BEGIN Data provided

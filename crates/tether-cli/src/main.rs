//! Tether CLI - Command-line interface for Tether
//!
//! Provides `tether profile list`, `tether profile set`, `tether profile validate`,
//! and the other profile commands.

mod commands;

use clap::{Parser, Subcommand};
use tracing_subscriber::EnvFilter;

use commands::profile::{ProfileCommands, SettingsArgs};

/// Environment variable holding the log filter
const LOG_ENV: &str = "TETHER_LOG";

#[derive(Parser)]
#[command(name = "tether")]
#[command(about = "Tether - connection profile manager")]
#[command(version)]
struct Cli {
    #[command(flatten)]
    settings: SettingsArgs,

    #[command(subcommand)]
    command: Commands,
}

#[derive(Subcommand)]
enum Commands {
    /// Manage connection profiles
    Profile {
        #[command(subcommand)]
        action: ProfileCommands,
    },
}

fn init_logging() {
    let filter = EnvFilter::try_from_env(LOG_ENV).unwrap_or_else(|_| EnvFilter::new("warn"));
    tracing_subscriber::fmt()
        .with_env_filter(filter)
        .with_writer(std::io::stderr)
        .with_target(false)
        .init();
}

fn main() {
    init_logging();
    let cli = Cli::parse();

    match cli.command {
        Commands::Profile { action } => {
            if let Err(e) = commands::profile::execute(action, &cli.settings) {
                eprintln!("Error: {e}");
                std::process::exit(1);
            }
        }
    }
}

END Data provided

What to produce:
Reproduce each line of the data containing the word "connection".

Response to the task:
#[command(about = "Tether - connection profile manager")]
    /// Manage connection profiles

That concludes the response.